Menurut Tofan, negara produsen minyak nabati yang kalah bersaing dengan minyak sawit juga semakin kencang menyampaikan sisi negatif industri sawit. “Jadi, kita membangun opini secara baik yang dilakukan baik di dalam maupun di luar negeri. Tujuannya untuk mengubah persepsi tentang industri kelapa sawit menjadi lebih baik,” tambah Tofan.
“Jika diamati, tudingan negatif (red-kampanye negatif) sawit terus digaungkan mulai dari deforestasi, pelanggaran Hak Asasi Manusia (HAM) dalam hal pekerja di bawah umur hingga minyak sawit tidak sehat,” jelasnya.
Tetapi, kata Tofan, kampanye hitam dapat ditangkal denga menunjukkan kontribusi sawit bagi perekonomian. “Sumbangan sawit bagi ekonomi Indonesia sangat signifikan.
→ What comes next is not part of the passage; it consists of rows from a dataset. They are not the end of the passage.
//! Server-Sent Event streams: the event firehose and per-process log
//! tails.
//!
//! Each connection gets a bounded channel fed by transient bus
//! subscriptions; the bus handler enqueues without blocking and drops
//! frames for this connection only when the client falls behind.  The
//! subscriptions are removed when the client disconnects (the stream,
//! and with it the guard, is dropped).

use super::AppState;
use super::response::{bad_request, control_error};
use axum::{
    extract::{Path, Query, State},
    http::{HeaderName, HeaderValue, header},
    response::{
        IntoResponse, Response,
        sse::{Event as SseEvent, KeepAlive, Sse},
    },
};
use futures_util::Stream;
use kahi_events::{EventBus, EventType};
use serde::Deserialize;
use std::convert::Infallible;
use std::sync::Arc;
use std::time::Duration;
use tokio::sync::mpsc;

const CHANNEL_CAPACITY: usize = 64;
const KEEP_ALIVE_INTERVAL: Duration = Duration::from_secs(15);

/// Removes this connection's bus subscriptions when the stream drops.
struct BusSubscriptions {
    bus: Arc<EventBus>,
    ids: Vec<u64>,
}

impl Drop for BusSubscriptions {
    fn drop(&mut self) {
        for id in &self.ids {
            self.bus.unsubscribe(*id);
        }
    }
}

#[derive(Debug, Deserialize)]
pub struct EventStreamQuery {
    /// Comma-separated event type tags; defaults to the state,
    /// supervisor, and group families (not logs, not ticks).
    types: Option<String>,
}

pub async fn events_sse(
    State(state): State<AppState>,
    Query(query): Query<EventStreamQuery>,
) -> Response {
    let types: Vec<EventType> = match &query.types {
        Some(raw) => {
            let mut types = Vec::new();
            for tag in raw.split(',').map(str::trim).filter(|tag| !tag.is_empty()) {
                match tag.parse::<EventType>() {
                    Ok(event_type) => types.push(event_type),
                    Err(error) => return bad_request(error.to_string()),
                }
            }
            types
        }
        None => EventType::PROCESS_STATE
            .iter()
            .chain(&EventType::SUPERVISOR_STATE)
            .chain(&EventType::PROCESS_GROUP)
            .copied()
            .collect(),
    };

    let (tx, mut rx) = mpsc::channel::<(EventType, String)>(CHANNEL_CAPACITY);
    let mut ids = Vec::with_capacity(types.len());
    for event_type in types {
        let tx = tx.clone();
        ids.push(state.bus.subscribe(event_type, move |event| {
            let data = serde_json::to_string(&event.data).unwrap_or_else(|_| "{}".to_owned());
            // Lossy on overflow: this connection just misses the frame.
            let _ = tx.try_send((event.event_type, data));
        }));
    }
    let guard = BusSubscriptions {
        bus: state.bus.clone(),
        ids,
    };

    let stream = async_stream::stream! {
        let _guard = guard;
        while let Some((event_type, data)) = rx.recv().await {
            yield Ok::<_, Infallible>(
                SseEvent::default().event(event_type.as_str()).data(data),
            );
        }
    };
    sse_response(stream)
}

pub async fn process_log_sse(
    State(state): State<AppState>,
    Path((name, stream)): Path<(String, String)>,
) -> Response {
    let Some(stream) = crate::control::LogStream::parse(&stream) else {
        return bad_request("log stream must be stdout or stderr");
    };
    if let Err(error) = state.processes.get(&name) {
        return control_error(error);
    }

    let (tx, mut rx) = mpsc::channel::<String>(CHANNEL_CAPACITY);
    let filter_name = name.clone();
    let id = state.bus.subscribe(stream.event_type(), move |event| {
        if event.data.get("name").is_some_and(|n| *n == filter_name) {
            if let Some(chunk) = event.data.get("data") {
                let _ = tx.try_send(chunk.clone());
            }
        }
    });
    let guard = BusSubscriptions {
        bus: state.bus.clone(),
        ids: vec![id],
    };

    let stream = async_stream::stream! {
        let _guard = guard;
        while let Some(chunk) = rx.recv().await {
            yield Ok::<_, Infallible>(SseEvent::default().data(chunk));
        }
    };
    sse_response(stream)
}

fn sse_response(
    stream: impl Stream<Item = Result<SseEvent, Infallible>> + Send + 'static,
) -> Response {
    let sse = Sse::new(stream).keep_alive(
        KeepAlive::new()
            .interval(KEEP_ALIVE_INTERVAL)
            .text("keepalive"),
    );
    let mut response = sse.into_response();
    let headers = response.headers_mut();
    headers.insert(header::CACHE_CONTROL, HeaderValue::from_static("no-cache"));
    headers.insert(header::CONNECTION, HeaderValue::from_static("keep-alive"));
    headers.insert(
        HeaderName::from_static("x-accel-buffering"),
        HeaderValue::from_static("no"),
    );
    response
}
Ketika industri sawit dapat dilumpuhkan maka sasaran berikutnya adalah kedaulatan ekonomi Indonesia,” tegasnya.
Walaupun, kampanye positif aktif digaungkan tetapi LSM anti sawit terus bergerak.“Apa yang dilakukan NGO, maka patut diduga ada rencana jahat dan merusak ekonomi nasional,” pungkas Tofan yang pernah menjabat Wakil Pemimpin Redaksi Jawa Pos dan Direktur Pemberitaan SBO TV (Grup Jawa Pos).
Selanjutnya, Tofan menegaskan para pelaku atau eksekutor NGO banyak warga Indonesia. “Justru ini menjadi kerisauan karena yang melakukan kampanye negatif sawit di Indonesia bukan warga asing tetapi masyarakat kita sendiri. Apakah mereka berdiri sendiri, tidak? Tentu, ada pihak yang mem-backup di belakangnya atau membiayai,” tegas Tofan.
Kondisi demikian, yang menjadikan Tofan selaku Ketua Bidang Komunikasi GAPKI semakin semangat menggelorakan perlawanan terhadap gerakan NGO yang secara ngawur menuduh industri sawit melakukan perusakan hutan (deforestasi). “Jadi, ini yang harus mulai kita hadang. Kalau kita cinta bangsa Indonesia. Mesti berjuang mempertahankan sektor kelapa sawit. Karena bagian menjaga ekonomi dan kedaulatan ekonomi nasional,” jelas Tofan.
Menurutnya, jika industri sawit terganggu maka perekonomian Indonesia juga akan mengalami kendala. Sawit merupakan komoditas yang berkontribusi pada devisa negara dengan jumlah ekspor pada 2017 sebesar Rp307,39 triliun mengalahkan sektor migas, batubara.
“Dan yang terpenting di industri kelapa sawit ada 6 juta petani dan ada 25 juta penduduk yang bergantung sektor perkebunan sawit. Jika sektor ini mati, bagaimana nasib 25 juta penduduk? Ini sangat berbahaya. Kita harus berani melawan kampanye hitam yang ingin menghancurkan ekonomi nasional. Maka harus siap fight,” ujar penerima beasiswa US Department of State Untuk Short Course Perbandingan Sistem Pemilu di Washington DC.